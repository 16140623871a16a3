//! Connection configuration and reconnect backoff.
//!
//! # Example
//!
//! ```
//! use std::time::Duration;
//! use edge_viewer::ConnectionConfig;
//!
//! let config = ConnectionConfig::new("ws://192.168.1.100:8765")
//!     .with_reconnect_interval(Duration::from_secs(2))
//!     .with_max_reconnect_attempts(3);
//!
//! assert_eq!(config.delay_for_attempt(1), Duration::from_secs(2));
//! assert_eq!(config.delay_for_attempt(3), Duration::from_secs(6));
//! assert!(!config.allows_retry(3));
//! ```

// ============================================================================
// Imports
// ============================================================================

use std::time::Duration;

use url::Url;

use crate::error::{Error, Result};

// ============================================================================
// Constants
// ============================================================================

/// Port the camera-side server listens on.
pub const DEFAULT_PORT: u16 = 8765;

/// Base delay between reconnect attempts.
pub const DEFAULT_RECONNECT_INTERVAL: Duration = Duration::from_millis(5000);

/// Automatic reconnects stop after this many attempts.
pub const DEFAULT_MAX_RECONNECT_ATTEMPTS: u32 = 10;

/// Upper bound for any single backoff delay.
pub const MAX_RECONNECT_DELAY: Duration = Duration::from_millis(30_000);

// ============================================================================
// ConnectionConfig
// ============================================================================

/// Where to connect and how to retry.
#[derive(Debug, Clone, PartialEq, Eq)]
pub struct ConnectionConfig {
    /// WebSocket endpoint (`ws://` or `wss://`).
    pub url: String,

    /// Reconnect automatically after a close or failed dial.
    pub auto_reconnect: bool,

    /// Linear backoff step.
    pub reconnect_interval: Duration,

    /// Attempts allowed before automatic reconnection gives up.
    pub max_reconnect_attempts: u32,
}

impl Default for ConnectionConfig {
    fn default() -> Self {
        Self::new(format!("ws://localhost:{DEFAULT_PORT}"))
    }
}

// ============================================================================
// Constructors
// ============================================================================

impl ConnectionConfig {
    /// Creates a configuration for `url` with default retry settings.
    #[must_use]
    pub fn new(url: impl Into<String>) -> Self {
        Self {
            url: url.into(),
            auto_reconnect: true,
            reconnect_interval: DEFAULT_RECONNECT_INTERVAL,
            max_reconnect_attempts: DEFAULT_MAX_RECONNECT_ATTEMPTS,
        }
    }
}

// ============================================================================
// Builder Methods
// ============================================================================

impl ConnectionConfig {
    /// Sets the endpoint URL.
    #[inline]
    #[must_use]
    pub fn with_url(mut self, url: impl Into<String>) -> Self {
        self.url = url.into();
        self
    }

    /// Enables or disables automatic reconnection.
    #[inline]
    #[must_use]
    pub fn with_auto_reconnect(mut self, enabled: bool) -> Self {
        self.auto_reconnect = enabled;
        self
    }

    /// Sets the backoff step.
    #[inline]
    #[must_use]
    pub fn with_reconnect_interval(mut self, interval: Duration) -> Self {
        self.reconnect_interval = interval;
        self
    }

    /// Sets the retry limit.
    #[inline]
    #[must_use]
    pub fn with_max_reconnect_attempts(mut self, attempts: u32) -> Self {
        self.max_reconnect_attempts = attempts;
        self
    }
}

// ============================================================================
// Backoff
// ============================================================================

impl ConnectionConfig {
    /// Delay before reconnect attempt `attempt` (1-based).
    ///
    /// `min(interval * attempt, 30s)`.
    #[must_use]
    pub fn delay_for_attempt(&self, attempt: u32) -> Duration {
        self.reconnect_interval
            .saturating_mul(attempt)
            .min(MAX_RECONNECT_DELAY)
    }

    /// Returns `true` if another automatic attempt may be scheduled after
    /// `attempts` have already been made.
    #[inline]
    #[must_use]
    pub fn allows_retry(&self, attempts: u32) -> bool {
        self.auto_reconnect && attempts < self.max_reconnect_attempts
    }
}

// ============================================================================
// Validation
// ============================================================================

/// Parses `url` and checks that it is a WebSocket endpoint.
///
/// Surrounding whitespace is trimmed.
///
/// # Errors
///
/// Returns [`Error::InvalidUrl`] if the URL does not parse, uses a scheme
/// other than `ws`/`wss`, or has no host.
pub fn validate_ws_url(url: &str) -> Result<Url> {
    let trimmed = url.trim();
    if trimmed.is_empty() {
        return Err(Error::invalid_url(url, "URL is empty"));
    }

    let parsed = Url::parse(trimmed).map_err(|e| Error::invalid_url(trimmed, e.to_string()))?;

    if !matches!(parsed.scheme(), "ws" | "wss") {
        return Err(Error::invalid_url(trimmed, "scheme must be ws or wss"));
    }

    if parsed.host_str().is_none_or(str::is_empty) {
        return Err(Error::invalid_url(trimmed, "missing host"));
    }

    Ok(parsed)
}

// ============================================================================
// Tests
// ============================================================================

#[cfg(test)]
mod tests {
    use super::*;

    use proptest::prelude::*;

    #[test]
    fn test_defaults() {
        let config = ConnectionConfig::default();
        assert_eq!(config.url, "ws://localhost:8765");
        assert!(config.auto_reconnect);
        assert_eq!(config.reconnect_interval, Duration::from_millis(5000));
        assert_eq!(config.max_reconnect_attempts, 10);
    }

    #[test]
    fn test_builder_methods() {
        let config = ConnectionConfig::default()
            .with_url("ws://h:1")
            .with_auto_reconnect(false)
            .with_reconnect_interval(Duration::from_millis(100))
            .with_max_reconnect_attempts(2);

        assert_eq!(config.url, "ws://h:1");
        assert!(!config.auto_reconnect);
        assert_eq!(config.reconnect_interval, Duration::from_millis(100));
        assert_eq!(config.max_reconnect_attempts, 2);
    }

    #[test]
    fn test_delay_sequence() {
        let config = ConnectionConfig::default().with_max_reconnect_attempts(3);
        let delays: Vec<u128> = (1..=3)
            .map(|n| config.delay_for_attempt(n).as_millis())
            .collect();
        assert_eq!(delays, vec![5000, 10000, 15000]);
    }

    #[test]
    fn test_delay_is_capped() {
        let config = ConnectionConfig::default();
        assert_eq!(config.delay_for_attempt(6), MAX_RECONNECT_DELAY);
        assert_eq!(config.delay_for_attempt(u32::MAX), MAX_RECONNECT_DELAY);
    }

    #[test]
    fn test_allows_retry() {
        let config = ConnectionConfig::default().with_max_reconnect_attempts(3);
        assert!(config.allows_retry(0));
        assert!(config.allows_retry(2));
        assert!(!config.allows_retry(3));
        assert!(!config.with_auto_reconnect(false).allows_retry(0));
    }

    #[test]
    fn test_validate_ws_url() {
        assert!(validate_ws_url("ws://192.168.1.100:8765").is_ok());
        assert!(validate_ws_url("  wss://example.com/stream ").is_ok());
        assert!(validate_ws_url("").is_err());
        assert!(validate_ws_url("http://example.com").is_err());
        assert!(validate_ws_url("example.com:8765").is_err());
    }

    proptest! {
        #[test]
        fn prop_delay_matches_formula(interval_ms in 0u64..60_000, attempt in 1u32..1_000) {
            let config = ConnectionConfig::default()
                .with_reconnect_interval(Duration::from_millis(interval_ms));
            let expected = (interval_ms * u64::from(attempt)).min(30_000);
            prop_assert_eq!(config.delay_for_attempt(attempt).as_millis(), u128::from(expected));
        }
    }
}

* [Task directions] Looking through the data above, copy out each line in which the string "Result" occurs.

* [Answer section]
use crate::error::{Error, Result};
pub fn validate_ws_url(url: &str) -> Result<Url> {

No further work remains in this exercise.